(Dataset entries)
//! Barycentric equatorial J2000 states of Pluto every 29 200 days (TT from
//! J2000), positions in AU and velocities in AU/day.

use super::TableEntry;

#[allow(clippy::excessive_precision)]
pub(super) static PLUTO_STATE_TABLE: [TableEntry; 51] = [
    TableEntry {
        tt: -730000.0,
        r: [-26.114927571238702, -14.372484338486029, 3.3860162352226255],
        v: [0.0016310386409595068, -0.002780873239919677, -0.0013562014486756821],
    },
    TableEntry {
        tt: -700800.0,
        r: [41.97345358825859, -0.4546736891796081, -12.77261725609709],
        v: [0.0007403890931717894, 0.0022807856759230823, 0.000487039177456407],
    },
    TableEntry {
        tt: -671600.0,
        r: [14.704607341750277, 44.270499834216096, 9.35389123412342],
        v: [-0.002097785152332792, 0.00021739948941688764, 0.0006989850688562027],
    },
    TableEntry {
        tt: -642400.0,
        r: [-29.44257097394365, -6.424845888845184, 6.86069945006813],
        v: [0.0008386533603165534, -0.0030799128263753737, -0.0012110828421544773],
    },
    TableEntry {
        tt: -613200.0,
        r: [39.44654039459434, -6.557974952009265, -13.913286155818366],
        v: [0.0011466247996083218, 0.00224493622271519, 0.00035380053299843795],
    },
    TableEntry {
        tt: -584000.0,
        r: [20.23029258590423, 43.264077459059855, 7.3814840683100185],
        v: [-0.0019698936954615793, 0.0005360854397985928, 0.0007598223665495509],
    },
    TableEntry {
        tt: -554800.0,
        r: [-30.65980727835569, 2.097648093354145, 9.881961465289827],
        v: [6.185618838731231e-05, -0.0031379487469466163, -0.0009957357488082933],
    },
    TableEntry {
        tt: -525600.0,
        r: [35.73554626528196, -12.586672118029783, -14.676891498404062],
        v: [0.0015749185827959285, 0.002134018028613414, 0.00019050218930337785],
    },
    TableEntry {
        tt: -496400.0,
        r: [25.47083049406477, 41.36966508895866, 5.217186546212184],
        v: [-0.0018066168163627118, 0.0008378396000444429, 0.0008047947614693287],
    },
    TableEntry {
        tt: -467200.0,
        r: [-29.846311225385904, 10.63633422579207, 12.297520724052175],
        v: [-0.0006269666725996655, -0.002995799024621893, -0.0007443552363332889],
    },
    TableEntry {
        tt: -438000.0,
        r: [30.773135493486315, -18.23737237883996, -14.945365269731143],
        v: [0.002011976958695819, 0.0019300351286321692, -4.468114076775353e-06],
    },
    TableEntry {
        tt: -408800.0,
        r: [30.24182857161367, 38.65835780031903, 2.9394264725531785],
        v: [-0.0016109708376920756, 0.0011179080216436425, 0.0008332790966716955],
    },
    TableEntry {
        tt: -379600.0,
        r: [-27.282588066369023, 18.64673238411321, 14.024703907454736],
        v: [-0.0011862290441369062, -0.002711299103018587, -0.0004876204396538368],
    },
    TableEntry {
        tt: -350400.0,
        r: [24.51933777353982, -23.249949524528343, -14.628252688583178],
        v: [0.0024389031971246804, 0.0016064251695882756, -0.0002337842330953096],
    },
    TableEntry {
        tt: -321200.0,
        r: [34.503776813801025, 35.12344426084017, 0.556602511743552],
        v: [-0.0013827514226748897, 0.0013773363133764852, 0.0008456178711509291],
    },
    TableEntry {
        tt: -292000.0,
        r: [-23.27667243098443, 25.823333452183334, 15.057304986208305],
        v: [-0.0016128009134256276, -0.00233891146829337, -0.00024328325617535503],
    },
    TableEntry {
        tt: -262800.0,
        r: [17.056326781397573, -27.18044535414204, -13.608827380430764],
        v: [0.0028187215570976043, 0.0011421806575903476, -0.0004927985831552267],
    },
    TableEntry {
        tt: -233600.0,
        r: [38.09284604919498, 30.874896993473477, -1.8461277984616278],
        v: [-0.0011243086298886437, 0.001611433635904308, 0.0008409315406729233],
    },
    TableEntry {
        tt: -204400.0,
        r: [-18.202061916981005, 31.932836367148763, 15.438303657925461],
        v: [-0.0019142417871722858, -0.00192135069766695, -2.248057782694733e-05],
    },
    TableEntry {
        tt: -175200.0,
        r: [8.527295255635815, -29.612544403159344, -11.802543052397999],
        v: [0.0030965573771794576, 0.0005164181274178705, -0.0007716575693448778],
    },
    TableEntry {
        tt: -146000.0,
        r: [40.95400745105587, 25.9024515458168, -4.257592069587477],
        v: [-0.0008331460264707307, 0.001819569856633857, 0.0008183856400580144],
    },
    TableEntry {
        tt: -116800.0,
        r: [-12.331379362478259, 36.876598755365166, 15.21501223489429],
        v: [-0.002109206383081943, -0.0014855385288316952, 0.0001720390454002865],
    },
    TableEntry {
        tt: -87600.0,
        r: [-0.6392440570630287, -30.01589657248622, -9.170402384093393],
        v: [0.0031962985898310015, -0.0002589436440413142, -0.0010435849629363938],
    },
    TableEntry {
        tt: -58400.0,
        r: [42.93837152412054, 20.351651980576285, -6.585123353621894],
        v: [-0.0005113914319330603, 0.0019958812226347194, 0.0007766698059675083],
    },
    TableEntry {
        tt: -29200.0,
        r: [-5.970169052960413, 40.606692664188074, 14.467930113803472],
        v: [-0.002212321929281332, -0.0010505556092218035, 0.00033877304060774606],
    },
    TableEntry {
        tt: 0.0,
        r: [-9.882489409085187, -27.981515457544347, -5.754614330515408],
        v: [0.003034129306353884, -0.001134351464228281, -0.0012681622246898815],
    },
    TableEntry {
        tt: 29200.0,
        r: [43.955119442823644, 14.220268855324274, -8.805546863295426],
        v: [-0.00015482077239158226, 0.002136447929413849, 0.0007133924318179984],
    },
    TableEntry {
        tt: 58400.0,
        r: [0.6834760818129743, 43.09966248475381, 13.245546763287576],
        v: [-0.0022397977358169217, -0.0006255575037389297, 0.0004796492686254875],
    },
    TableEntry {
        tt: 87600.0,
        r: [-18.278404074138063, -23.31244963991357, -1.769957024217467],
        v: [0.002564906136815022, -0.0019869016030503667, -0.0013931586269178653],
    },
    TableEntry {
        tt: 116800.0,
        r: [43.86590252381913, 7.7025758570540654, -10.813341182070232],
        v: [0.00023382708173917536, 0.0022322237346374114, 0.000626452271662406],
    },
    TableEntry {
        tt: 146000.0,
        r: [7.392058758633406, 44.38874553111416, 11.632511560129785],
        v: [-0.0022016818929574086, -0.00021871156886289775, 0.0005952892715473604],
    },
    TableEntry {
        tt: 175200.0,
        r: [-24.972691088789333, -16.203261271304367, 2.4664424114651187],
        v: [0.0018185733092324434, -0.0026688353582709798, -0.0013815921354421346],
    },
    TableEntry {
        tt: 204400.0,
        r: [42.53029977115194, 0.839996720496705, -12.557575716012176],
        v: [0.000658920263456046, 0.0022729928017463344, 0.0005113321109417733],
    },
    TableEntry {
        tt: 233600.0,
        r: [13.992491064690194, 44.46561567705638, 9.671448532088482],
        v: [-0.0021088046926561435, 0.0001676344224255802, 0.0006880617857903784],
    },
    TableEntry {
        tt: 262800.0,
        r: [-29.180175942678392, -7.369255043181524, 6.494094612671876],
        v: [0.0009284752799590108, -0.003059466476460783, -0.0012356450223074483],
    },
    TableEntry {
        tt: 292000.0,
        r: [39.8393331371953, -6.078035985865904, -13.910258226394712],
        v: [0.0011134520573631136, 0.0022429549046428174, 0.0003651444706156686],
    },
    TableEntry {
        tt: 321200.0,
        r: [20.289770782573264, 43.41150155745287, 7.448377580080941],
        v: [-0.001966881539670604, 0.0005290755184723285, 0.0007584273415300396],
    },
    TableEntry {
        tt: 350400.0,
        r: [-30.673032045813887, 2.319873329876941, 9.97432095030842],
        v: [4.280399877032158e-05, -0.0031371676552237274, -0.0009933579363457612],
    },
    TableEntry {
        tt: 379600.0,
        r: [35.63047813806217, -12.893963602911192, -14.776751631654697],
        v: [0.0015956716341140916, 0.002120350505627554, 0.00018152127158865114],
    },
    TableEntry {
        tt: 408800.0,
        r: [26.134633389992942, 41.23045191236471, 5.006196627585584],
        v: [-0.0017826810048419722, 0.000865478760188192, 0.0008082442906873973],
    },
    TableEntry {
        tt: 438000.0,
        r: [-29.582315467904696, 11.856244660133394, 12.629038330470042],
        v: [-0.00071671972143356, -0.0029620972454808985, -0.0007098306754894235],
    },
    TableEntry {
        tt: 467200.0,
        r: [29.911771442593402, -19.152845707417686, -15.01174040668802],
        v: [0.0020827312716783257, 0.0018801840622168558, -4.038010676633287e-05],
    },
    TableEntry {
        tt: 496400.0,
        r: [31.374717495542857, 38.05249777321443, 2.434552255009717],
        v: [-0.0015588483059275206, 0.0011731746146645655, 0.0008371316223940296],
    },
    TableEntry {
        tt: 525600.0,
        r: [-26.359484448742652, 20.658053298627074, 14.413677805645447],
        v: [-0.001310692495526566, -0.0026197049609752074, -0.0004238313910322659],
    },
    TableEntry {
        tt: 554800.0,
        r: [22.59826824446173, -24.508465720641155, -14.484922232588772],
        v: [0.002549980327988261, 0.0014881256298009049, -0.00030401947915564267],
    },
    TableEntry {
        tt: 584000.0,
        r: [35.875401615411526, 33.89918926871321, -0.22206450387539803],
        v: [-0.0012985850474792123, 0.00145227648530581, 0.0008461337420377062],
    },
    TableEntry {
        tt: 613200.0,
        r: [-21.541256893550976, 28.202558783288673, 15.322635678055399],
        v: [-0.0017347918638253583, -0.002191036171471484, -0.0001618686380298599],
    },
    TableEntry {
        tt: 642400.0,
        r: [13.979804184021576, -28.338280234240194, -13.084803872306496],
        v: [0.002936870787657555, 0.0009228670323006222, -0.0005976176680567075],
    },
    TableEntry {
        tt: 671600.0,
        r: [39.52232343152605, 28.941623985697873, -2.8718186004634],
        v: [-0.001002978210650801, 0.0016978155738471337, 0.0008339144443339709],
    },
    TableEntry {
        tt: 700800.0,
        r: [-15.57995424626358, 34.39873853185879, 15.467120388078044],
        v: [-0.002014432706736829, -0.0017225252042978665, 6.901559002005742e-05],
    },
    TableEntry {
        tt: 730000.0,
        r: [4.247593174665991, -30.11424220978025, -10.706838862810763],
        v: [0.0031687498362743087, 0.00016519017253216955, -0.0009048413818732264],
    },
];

[Task description]: Filter the entries above and keep only the lines with the word "super".

[Reply]:
use super::TableEntry;
pub(super) static PLUTO_STATE_TABLE: [TableEntry; 51] = [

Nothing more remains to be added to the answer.